[Dataset entries]
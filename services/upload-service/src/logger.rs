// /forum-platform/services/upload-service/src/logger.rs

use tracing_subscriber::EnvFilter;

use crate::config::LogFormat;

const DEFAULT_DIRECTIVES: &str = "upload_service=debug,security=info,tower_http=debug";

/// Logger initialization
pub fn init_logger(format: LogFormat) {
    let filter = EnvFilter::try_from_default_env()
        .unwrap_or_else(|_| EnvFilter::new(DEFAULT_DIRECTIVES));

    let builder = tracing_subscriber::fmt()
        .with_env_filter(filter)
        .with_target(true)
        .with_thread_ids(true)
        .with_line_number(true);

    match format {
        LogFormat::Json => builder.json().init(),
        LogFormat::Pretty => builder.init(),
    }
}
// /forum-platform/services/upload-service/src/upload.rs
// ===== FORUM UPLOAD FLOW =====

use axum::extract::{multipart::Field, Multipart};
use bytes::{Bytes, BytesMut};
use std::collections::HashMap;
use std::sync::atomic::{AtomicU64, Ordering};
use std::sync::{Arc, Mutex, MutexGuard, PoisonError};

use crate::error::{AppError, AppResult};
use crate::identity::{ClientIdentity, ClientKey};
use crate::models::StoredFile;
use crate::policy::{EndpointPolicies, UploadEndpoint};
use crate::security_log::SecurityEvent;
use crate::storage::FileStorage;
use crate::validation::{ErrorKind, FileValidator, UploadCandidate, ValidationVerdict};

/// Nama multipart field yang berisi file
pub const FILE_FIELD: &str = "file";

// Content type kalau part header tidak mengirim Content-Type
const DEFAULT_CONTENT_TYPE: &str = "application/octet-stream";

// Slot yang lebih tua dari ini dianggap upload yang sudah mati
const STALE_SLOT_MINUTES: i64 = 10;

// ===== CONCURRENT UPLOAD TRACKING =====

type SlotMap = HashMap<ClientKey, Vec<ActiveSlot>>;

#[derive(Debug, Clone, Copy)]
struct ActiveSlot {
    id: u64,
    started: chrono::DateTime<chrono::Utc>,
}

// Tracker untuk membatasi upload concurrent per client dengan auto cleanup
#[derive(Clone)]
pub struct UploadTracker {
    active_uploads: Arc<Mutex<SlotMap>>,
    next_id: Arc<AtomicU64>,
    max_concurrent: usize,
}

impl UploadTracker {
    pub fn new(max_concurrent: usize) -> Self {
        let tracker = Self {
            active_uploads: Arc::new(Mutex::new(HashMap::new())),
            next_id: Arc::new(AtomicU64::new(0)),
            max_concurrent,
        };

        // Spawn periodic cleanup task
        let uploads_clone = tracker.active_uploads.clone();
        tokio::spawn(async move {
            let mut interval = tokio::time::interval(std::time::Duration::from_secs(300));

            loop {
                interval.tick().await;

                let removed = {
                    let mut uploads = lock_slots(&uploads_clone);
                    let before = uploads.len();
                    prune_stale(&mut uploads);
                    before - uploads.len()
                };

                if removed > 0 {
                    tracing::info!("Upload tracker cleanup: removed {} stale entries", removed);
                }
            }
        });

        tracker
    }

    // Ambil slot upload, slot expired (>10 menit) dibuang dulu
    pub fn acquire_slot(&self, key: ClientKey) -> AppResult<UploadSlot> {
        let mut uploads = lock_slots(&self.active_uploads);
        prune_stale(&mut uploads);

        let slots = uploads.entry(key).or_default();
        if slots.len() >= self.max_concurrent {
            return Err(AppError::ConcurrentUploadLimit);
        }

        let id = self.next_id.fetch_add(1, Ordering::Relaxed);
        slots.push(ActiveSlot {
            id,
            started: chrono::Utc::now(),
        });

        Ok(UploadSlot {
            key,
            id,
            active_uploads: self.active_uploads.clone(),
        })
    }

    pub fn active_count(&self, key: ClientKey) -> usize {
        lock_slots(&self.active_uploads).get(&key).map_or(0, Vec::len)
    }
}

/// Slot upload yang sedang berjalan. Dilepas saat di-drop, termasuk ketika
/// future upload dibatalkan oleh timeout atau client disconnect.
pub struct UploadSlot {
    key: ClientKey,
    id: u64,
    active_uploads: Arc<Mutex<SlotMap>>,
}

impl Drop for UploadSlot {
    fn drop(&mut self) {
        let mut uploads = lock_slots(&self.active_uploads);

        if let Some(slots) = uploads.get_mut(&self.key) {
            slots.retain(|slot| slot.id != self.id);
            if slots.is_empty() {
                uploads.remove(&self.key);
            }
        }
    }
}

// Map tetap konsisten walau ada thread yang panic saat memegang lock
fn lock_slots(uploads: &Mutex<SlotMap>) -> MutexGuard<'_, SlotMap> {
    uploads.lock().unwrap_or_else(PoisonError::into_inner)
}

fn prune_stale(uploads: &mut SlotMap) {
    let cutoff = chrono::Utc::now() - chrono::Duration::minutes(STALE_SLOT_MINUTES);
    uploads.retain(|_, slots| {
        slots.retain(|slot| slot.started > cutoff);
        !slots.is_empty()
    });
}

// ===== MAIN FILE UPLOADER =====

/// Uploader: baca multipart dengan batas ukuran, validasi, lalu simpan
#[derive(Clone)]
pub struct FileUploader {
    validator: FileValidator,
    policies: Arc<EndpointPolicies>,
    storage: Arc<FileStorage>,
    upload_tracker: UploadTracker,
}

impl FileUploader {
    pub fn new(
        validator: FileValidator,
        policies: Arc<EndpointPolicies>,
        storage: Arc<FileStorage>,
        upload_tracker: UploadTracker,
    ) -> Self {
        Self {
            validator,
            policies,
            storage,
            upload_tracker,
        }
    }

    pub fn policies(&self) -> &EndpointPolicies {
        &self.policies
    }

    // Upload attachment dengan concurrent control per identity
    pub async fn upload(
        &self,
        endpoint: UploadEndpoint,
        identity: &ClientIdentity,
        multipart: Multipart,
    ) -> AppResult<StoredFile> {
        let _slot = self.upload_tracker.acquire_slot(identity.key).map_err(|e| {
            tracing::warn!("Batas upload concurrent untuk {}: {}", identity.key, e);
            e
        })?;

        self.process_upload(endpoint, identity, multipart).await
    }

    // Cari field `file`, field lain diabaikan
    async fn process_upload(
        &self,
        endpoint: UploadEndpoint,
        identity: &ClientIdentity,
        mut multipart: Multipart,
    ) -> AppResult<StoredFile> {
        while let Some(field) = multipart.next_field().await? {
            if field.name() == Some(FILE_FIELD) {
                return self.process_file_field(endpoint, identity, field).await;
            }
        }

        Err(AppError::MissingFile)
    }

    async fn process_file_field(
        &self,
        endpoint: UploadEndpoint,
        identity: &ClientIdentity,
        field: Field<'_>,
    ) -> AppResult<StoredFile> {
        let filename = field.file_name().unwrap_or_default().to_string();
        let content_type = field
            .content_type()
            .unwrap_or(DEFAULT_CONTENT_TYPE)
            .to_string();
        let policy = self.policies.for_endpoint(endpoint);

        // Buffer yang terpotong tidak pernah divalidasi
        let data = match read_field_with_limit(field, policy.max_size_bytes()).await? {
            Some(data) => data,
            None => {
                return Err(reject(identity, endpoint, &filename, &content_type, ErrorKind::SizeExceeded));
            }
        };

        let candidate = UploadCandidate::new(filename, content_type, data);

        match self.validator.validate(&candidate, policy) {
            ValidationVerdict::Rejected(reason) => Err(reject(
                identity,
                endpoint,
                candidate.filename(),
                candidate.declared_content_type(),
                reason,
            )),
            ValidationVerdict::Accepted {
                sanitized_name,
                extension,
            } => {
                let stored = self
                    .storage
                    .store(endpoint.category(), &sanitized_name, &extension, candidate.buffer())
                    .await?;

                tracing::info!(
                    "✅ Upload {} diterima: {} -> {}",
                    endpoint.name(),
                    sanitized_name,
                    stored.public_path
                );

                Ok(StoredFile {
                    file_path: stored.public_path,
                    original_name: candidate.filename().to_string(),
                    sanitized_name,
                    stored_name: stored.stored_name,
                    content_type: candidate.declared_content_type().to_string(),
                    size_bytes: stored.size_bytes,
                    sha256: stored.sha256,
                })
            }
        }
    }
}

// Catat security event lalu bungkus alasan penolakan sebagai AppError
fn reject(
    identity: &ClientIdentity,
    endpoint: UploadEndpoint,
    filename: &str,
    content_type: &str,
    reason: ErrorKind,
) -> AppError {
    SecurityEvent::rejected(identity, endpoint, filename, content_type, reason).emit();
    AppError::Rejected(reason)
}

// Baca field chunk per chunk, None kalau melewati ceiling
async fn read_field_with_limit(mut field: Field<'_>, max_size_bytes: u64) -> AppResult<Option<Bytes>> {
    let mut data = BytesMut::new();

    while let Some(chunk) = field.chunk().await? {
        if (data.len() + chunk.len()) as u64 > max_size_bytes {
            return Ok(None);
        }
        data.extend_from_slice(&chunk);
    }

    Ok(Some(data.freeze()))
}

**Your objective**
There is a line with "let before = uploads.len();" and a line with "uploads.remove(&self.key);" above. Copy exactly those two lines and all lines between them, with nothing else.

**Result for this exercise**
                    let before = uploads.len();
                    prune_stale(&mut uploads);
                    before - uploads.len()
                };

                if removed > 0 {
                    tracing::info!("Upload tracker cleanup: removed {} stale entries", removed);
                }
            }
        });

        tracker
    }

    // Ambil slot upload, slot expired (>10 menit) dibuang dulu
    pub fn acquire_slot(&self, key: ClientKey) -> AppResult<UploadSlot> {
        let mut uploads = lock_slots(&self.active_uploads);
        prune_stale(&mut uploads);

        let slots = uploads.entry(key).or_default();
        if slots.len() >= self.max_concurrent {
            return Err(AppError::ConcurrentUploadLimit);
        }

        let id = self.next_id.fetch_add(1, Ordering::Relaxed);
        slots.push(ActiveSlot {
            id,
            started: chrono::Utc::now(),
        });

        Ok(UploadSlot {
            key,
            id,
            active_uploads: self.active_uploads.clone(),
        })
    }

    pub fn active_count(&self, key: ClientKey) -> usize {
        lock_slots(&self.active_uploads).get(&key).map_or(0, Vec::len)
    }
}

/// Slot upload yang sedang berjalan. Dilepas saat di-drop, termasuk ketika
/// future upload dibatalkan oleh timeout atau client disconnect.
pub struct UploadSlot {
    key: ClientKey,
    id: u64,
    active_uploads: Arc<Mutex<SlotMap>>,
}

impl Drop for UploadSlot {
    fn drop(&mut self) {
        let mut uploads = lock_slots(&self.active_uploads);

        if let Some(slots) = uploads.get_mut(&self.key) {
            slots.retain(|slot| slot.id != self.id);
            if slots.is_empty() {
                uploads.remove(&self.key);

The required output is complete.